Numerous laws and projects that concerns both the environment and science to push technology as
a tool to increase the country's economic level. This is to help increase the productivity from
Science, Technology and Innovations (STI) and help benefit the poor people. Moreover, the term
"Filipinnovation" was the coined term used in helping the Philippines to be an innovation hub in
Asia.[4]
The STI was developed further by strengthening the schools and education system such as the
Philippine Science High School (PSHS), which focuses in science, technology and mathematics in
their curriculum. This helps schools produce get more involve in this sector. Private sectors were
also encouraged to participate in developing the schools through organizing events and
sponsorships.

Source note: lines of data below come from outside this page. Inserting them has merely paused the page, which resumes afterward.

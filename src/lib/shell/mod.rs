/// Lifecycle events fired while reaping
pub mod events;
/// Redirections and the chains they form
pub mod io;
mod job;
mod pipe_exec;
mod process;
/// Serialized waiting on child processes
pub mod reaper;
/// Signal handlers and signal masks
pub mod signals;
pub mod status;
/// Controlling terminal hand-off
pub mod terminal;

pub use self::{
    events::{Event, EventHandler},
    job::{command_line, truncate_command, Job, JobFlags, JobId, JobIdPool, JobState},
    pipe_exec::PipelineError,
    process::{BlockBody, BuiltinFunction, InternalProc, Process, ProcessKind},
};
use self::{
    io::IoChain,
    reaper::{ReapStrategy, Reaper},
    status::Status,
    terminal::{Terminal, Tty},
};
use nix::{
    sys::signal::{self, Signal},
    unistd::{self, Pid},
};
use std::{
    collections::VecDeque,
    fmt,
    io::{self as stdio, Write},
    sync::{
        atomic::{AtomicBool, Ordering},
        Arc,
    },
};
use thiserror::Error;

/// Which jobs get a process group of their own.
#[derive(Debug, Clone, Copy, PartialEq, Eq, Hash)]
pub enum JobControlMode {
    All,
    /// Only when the session is interactive.
    Interactive,
    None,
}

impl Default for JobControlMode {
    fn default() -> Self { JobControlMode::Interactive }
}

/// Options for the shell
#[derive(Debug, Clone, Default, Hash)]
pub struct Options {
    /// Which jobs are placed under job control.
    pub job_control: JobControlMode,
    /// The shell is reading commands from a user at a terminal.
    pub interactive: bool,
    /// How child statuses are collected.
    pub reap: ReapStrategy,
    /// Hangup on exiting the shell.
    pub huponexit: bool,
}

/// An internal invariant of the job list was broken.
#[derive(Debug, Error, PartialEq, Eq)]
pub enum SanityError {
    #[error("jobs {0} and {1} are both running in the foreground")]
    MultipleForeground(u32, u32),
    #[error("job {0} has no processes")]
    EmptyJob(u32),
    #[error("process {pid} of job {job} is both completed and stopped")]
    StoppedAfterCompletion { job: u32, pid: i32 },
}

/// The shell structure is a megastructure that owns all job-control state: the job list, the
/// job id pool, the terminal, and the link to the process reaper. It is initialized at the
/// beginning of the program and lives until the end of the program.
pub struct Shell<'a> {
    /// Jobs, most recently promoted first.
    jobs: VecDeque<Job>,
    job_ids: JobIdPool,
    reaper: Arc<Reaper>,
    terminal: Box<dyn Terminal + 'a>,
    /// Contains all the options relative to the shell
    opts: Options,
    /// When a command is executed, the final result of that command is stored
    /// here.
    previous_status: Status,
    handlers: Vec<EventHandler<'a>>,
    /// Set while a reap pass is running.
    reaping: bool,
    /// Raised when an interactive foreground job is interrupted; open blocks should unwind.
    cancelled: Arc<AtomicBool>,
    exit_requested: Arc<AtomicBool>,
    /// Where job status messages are written.
    notifications: Box<dyn Write + 'a>,
}

impl<'a> Default for Shell<'a> {
    fn default() -> Self { Self::new() }
}

impl<'a> Shell<'a> {
    /// Create a new shell with default settings
    pub fn new() -> Self { ShellBuilder::new().build() }

    pub fn builder() -> ShellBuilder<'a> { ShellBuilder::new() }

    /// Access to the shell options
    pub const fn opts(&self) -> &Options { &self.opts }

    /// Mutable access to the shell options
    pub fn opts_mut(&mut self) -> &mut Options { &mut self.opts }

    pub fn reaper(&self) -> &Arc<Reaper> { &self.reaper }

    pub fn terminal(&self) -> &dyn Terminal { &*self.terminal }

    /// Get the last command's return code and/or the code for the error
    pub const fn previous_status(&self) -> Status { self.previous_status }

    pub fn set_previous_status(&mut self, status: Status) { self.previous_status = status; }

    /// Registers a handler for process and job exit events.
    pub fn add_event_handler(&mut self, handler: EventHandler<'a>) { self.handlers.push(handler); }

    /// Starts a new job in the job list and returns its id. The job control flags are derived
    /// from the shell's job control mode.
    pub fn create_job(&mut self, command: &str, block_io: IoChain, foreground: bool) -> u32 {
        let control = match self.opts.job_control {
            JobControlMode::All => true,
            JobControlMode::Interactive => self.opts.interactive,
            JobControlMode::None => false,
        };

        let mut flags = JobFlags::empty();
        flags.set(JobFlags::FOREGROUND, foreground);
        flags.set(JobFlags::CONTROL, control);
        flags.set(JobFlags::TERMINAL, control && self.opts.interactive);

        let job = Job::new(self.job_ids.acquire(), command.to_owned(), block_io, flags);
        let id = job.id();
        self.jobs.push_front(job);
        id
    }

    /// Looks up a job by id. The id 0 names the most recent job.
    pub fn job(&self, id: u32) -> Option<&Job> {
        if id == 0 {
            self.jobs.front()
        } else {
            self.jobs.iter().find(|job| job.id() == id)
        }
    }

    pub fn job_mut(&mut self, id: u32) -> Option<&mut Job> {
        if id == 0 {
            self.jobs.front_mut()
        } else {
            self.jobs.iter_mut().find(|job| job.id() == id)
        }
    }

    pub fn job_from_pgid(&self, pgid: Pid) -> Option<&Job> {
        self.jobs.iter().find(|job| job.pgid() == Some(pgid))
    }

    /// Jobs from the most recently promoted to the oldest.
    pub fn jobs(&self) -> impl Iterator<Item = &Job> { self.jobs.iter() }

    pub fn job_count(&self) -> usize { self.jobs.len() }

    pub fn job_ids(&self) -> &JobIdPool { &self.job_ids }

    /// Moves the job to the front of the job list.
    pub fn promote(&mut self, id: u32) -> bool {
        match self.jobs.iter().position(|job| job.id() == id) {
            Some(position) => {
                if let Some(job) = self.jobs.remove(position) {
                    self.jobs.push_front(job);
                }
                true
            }
            None => false,
        }
    }

    /// Takes the job out of the job list. Its id is released once the job is dropped.
    pub fn remove_job(&mut self, id: u32) -> Option<Job> {
        let position = self.jobs.iter().position(|job| job.id() == id)?;
        self.jobs.remove(position)
    }

    pub(crate) fn job_index(&self, id: u32) -> Option<usize> {
        if id == 0 && !self.jobs.is_empty() {
            Some(0)
        } else {
            self.jobs.iter().position(|job| job.id() == id)
        }
    }

    /// Records that the stage at `index` of job `id` has been forked as `pid`, and lets the
    /// reaper know there is a new child to wait for. The first stage spawned decides the
    /// job's process group.
    pub fn process_spawned(&mut self, id: u32, index: usize, pid: Pid) {
        if let Some(job) = self.job_mut(id) {
            if job.pgid.is_none() {
                job.pgid = Some(if job.get_flag(JobFlags::CONTROL) { pid } else { unistd::getpgrp() });
            }
            if let Some(process) = job.processes.get_mut(index) {
                process.set_pid(pid);
            }
        }
        self.reaper.spawned();
    }

    /// Sends `signal` to every process of the job: to its process group when it has one of
    /// its own, else to each live process individually.
    pub fn signal_job(&self, id: u32, sig: Signal) -> bool {
        match self.job(id) {
            Some(job) => send_signal(job, sig),
            None => false,
        }
    }

    /// Hangs up every job that is still alive, waking stopped ones so they see the signal.
    pub fn hup_jobs(&self) {
        for job in self.jobs.iter().filter(|job| !job.is_completed()) {
            send_signal(job, Signal::SIGHUP);
            if job.is_stopped() {
                send_signal(job, Signal::SIGCONT);
            }
        }
    }

    /// Begins a new CPU usage interval for every process of every job.
    pub fn update_jiffies(&mut self) {
        for process in self.jobs.iter_mut().flat_map(|job| job.processes.iter_mut()) {
            process.update_jiffies();
        }
    }

    pub fn cancel_requested(&self) -> bool { self.cancelled.load(Ordering::SeqCst) }

    pub fn clear_cancel(&self) { self.cancelled.store(false, Ordering::SeqCst); }

    /// Asks foreground waits to stop waiting as soon as possible.
    pub fn request_exit(&self) { self.exit_requested.store(true, Ordering::SeqCst); }

    pub fn exit_requested(&self) -> bool {
        self.exit_requested.load(Ordering::SeqCst) || signals::exit_requested()
    }

    /// Returns the first broken invariant of the job list, if any.
    pub fn sanity_violation(&self) -> Option<SanityError> {
        let mut foreground = None;
        for job in &self.jobs {
            if job.get_flag(JobFlags::CONSTRUCTED) && job.processes.is_empty() {
                return Some(SanityError::EmptyJob(job.id()));
            }

            if let Some(process) = job.processes.iter().find(|p| p.completed && p.stopped) {
                return Some(SanityError::StoppedAfterCompletion {
                    job: job.id(),
                    pid: process.pid().map_or(0, Pid::as_raw),
                });
            }

            if job.state() == JobState::RunningForeground {
                match foreground {
                    Some(other) => return Some(SanityError::MultipleForeground(other, job.id())),
                    None => foreground = Some(job.id()),
                }
            }
        }
        None
    }

    /// Aborts the shell if the job list is in a state it should never be in. Carrying on would
    /// risk leaking zombies or leaving the terminal with the wrong process group.
    pub fn sanity_check(&self) {
        if let Some(why) = self.sanity_violation() {
            log::error!("job list is inconsistent: {}", why);
            eprintln!("jobsh: internal error: {}", why);
            std::process::abort();
        }
    }

    pub(crate) fn notify(&mut self, message: fmt::Arguments<'_>) {
        let _ = self.notifications.write_fmt(message);
        let _ = self.notifications.write_all(b"\n");
        let _ = self.notifications.flush();
    }
}

fn send_signal(job: &Job, sig: Signal) -> bool {
    match job.pgid() {
        Some(pgid) if job.get_flag(JobFlags::CONTROL) && pgid != unistd::getpgrp() => {
            signal::killpg(pgid, sig).is_ok()
        }
        _ => job
            .processes()
            .iter()
            .filter(|p| !p.is_completed())
            .filter_map(Process::pid)
            .fold(true, |ok, pid| signal::kill(pid, sig).is_ok() && ok),
    }
}

/// Constructs a `Shell`, overriding whichever parts need to differ from the defaults.
pub struct ShellBuilder<'a> {
    opts:            Options,
    terminal:        Option<Box<dyn Terminal + 'a>>,
    reaper:          Option<Arc<Reaper>>,
    notifications:   Option<Box<dyn Write + 'a>>,
    signal_handlers: bool,
}

impl<'a> Default for ShellBuilder<'a> {
    fn default() -> Self { Self::new() }
}

impl<'a> ShellBuilder<'a> {
    pub fn new() -> Self {
        ShellBuilder {
            opts:            Options::default(),
            terminal:        None,
            reaper:          None,
            notifications:   None,
            signal_handlers: false,
        }
    }

    pub fn options(mut self, opts: Options) -> Self {
        self.opts = opts;
        self
    }

    pub fn job_control(mut self, mode: JobControlMode) -> Self {
        self.opts.job_control = mode;
        self
    }

    pub fn interactive(mut self, interactive: bool) -> Self {
        self.opts.interactive = interactive;
        self
    }

    pub fn reap_strategy(mut self, strategy: ReapStrategy) -> Self {
        self.opts.reap = strategy;
        self
    }

    pub fn huponexit(mut self, huponexit: bool) -> Self {
        self.opts.huponexit = huponexit;
        self
    }

    pub fn terminal<T: Terminal + 'a>(mut self, terminal: T) -> Self {
        self.terminal = Some(Box::new(terminal));
        self
    }

    /// Uses a specific reaper rather than the process-wide one.
    pub fn reaper(mut self, reaper: Arc<Reaper>) -> Self {
        self.reaper = Some(reaper);
        self
    }

    pub fn notifications<W: Write + 'a>(mut self, out: W) -> Self {
        self.notifications = Some(Box::new(out));
        self
    }

    /// Install the shell's signal handlers when building.
    pub fn signal_handlers(mut self, install: bool) -> Self {
        self.signal_handlers = install;
        self
    }

    pub fn build(self) -> Shell<'a> {
        let mut opts = self.opts;
        let reaper = self.reaper.unwrap_or_else(|| Reaper::global(opts.reap));
        opts.reap = reaper.strategy();

        let installed = if self.signal_handlers {
            signals::install_handlers(opts.interactive)
        } else if opts.reap == ReapStrategy::Direct {
            signals::install_child_handler()
        } else {
            Ok(())
        };
        if let Err(why) = installed {
            log::warn!("unable to install signal handlers: {}", why);
        }

        Shell {
            jobs: VecDeque::new(),
            job_ids: JobIdPool::new(),
            reaper,
            terminal: self.terminal.unwrap_or_else(|| Box::new(Tty::stdin())),
            opts,
            previous_status: Status::SUCCESS,
            handlers: Vec::new(),
            reaping: false,
            cancelled: Arc::new(AtomicBool::new(false)),
            exit_requested: Arc::new(AtomicBool::new(false)),
            notifications: self.notifications.unwrap_or_else(|| Box::new(stdio::stdout())),
        }
    }
}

Future Filipino scientists and innovators can be produced through this system[4]
Helping the environment was one of the focus in developing technology in the Philippines. One of
the more known laws to be passed by her administration was the R.A. 9367 or the "Biofuels" act.
This act promotes the development and usage of biofuels throughout the country. This potentially
enables a cheaper alternative to gasoline as a medium in producing energy. Also, this benefits the
environment since it boasts a cleaner emission compared to regular fuel. Yet, setbacks such as lack
of raw materials is holding the full implementation of the laws since importing the necessary
materials are imported more.[5] On one had, drought-free rice was also highly encouraged to by used
during her term. This enables farmers to produce rice despite the environmental hazards that slows
or stops the production.[3]
In an effort to improve the efficiency of both land and water, the government imposes Republic Act
10601 which improves the Agriculture and Fisheries Sector through Mechanization (AFMech). RA
10601 covers research, development, and extension (RDE), promotion, distribution, supply,
assembling, manufacturing, regulation, use, operation, maintenance and project implementation of
agricultural and fisheries machinery and equipment (Section 4).[38]
In 2014, President Aquino conferred four new National Scientist for their contribution in the Scientific
field,[39] Academicians Gavino C. Trono, Angel C. Alcala, Ramon C. Barba, and Edgardo D. Gomez
was honored in their respective fields. Trono's contribution helped a lot of families in the coastal
populations through the extensives studies he made on seaweed species. On the other hand, Alcala
served as the pioneer scientist and advocate of coral reefs aside from his contribution in the fields of
systematics, secology and herpetology. Barba's contribution changes the seasonal supply of fresh
fruits to an all year round availability of mangoes through his studies on the induction of flowering of
mango and micropropagation of important crop species. Lastly, Gomez steered the national-scale
assessment of damage coral reefs which led a national conservation.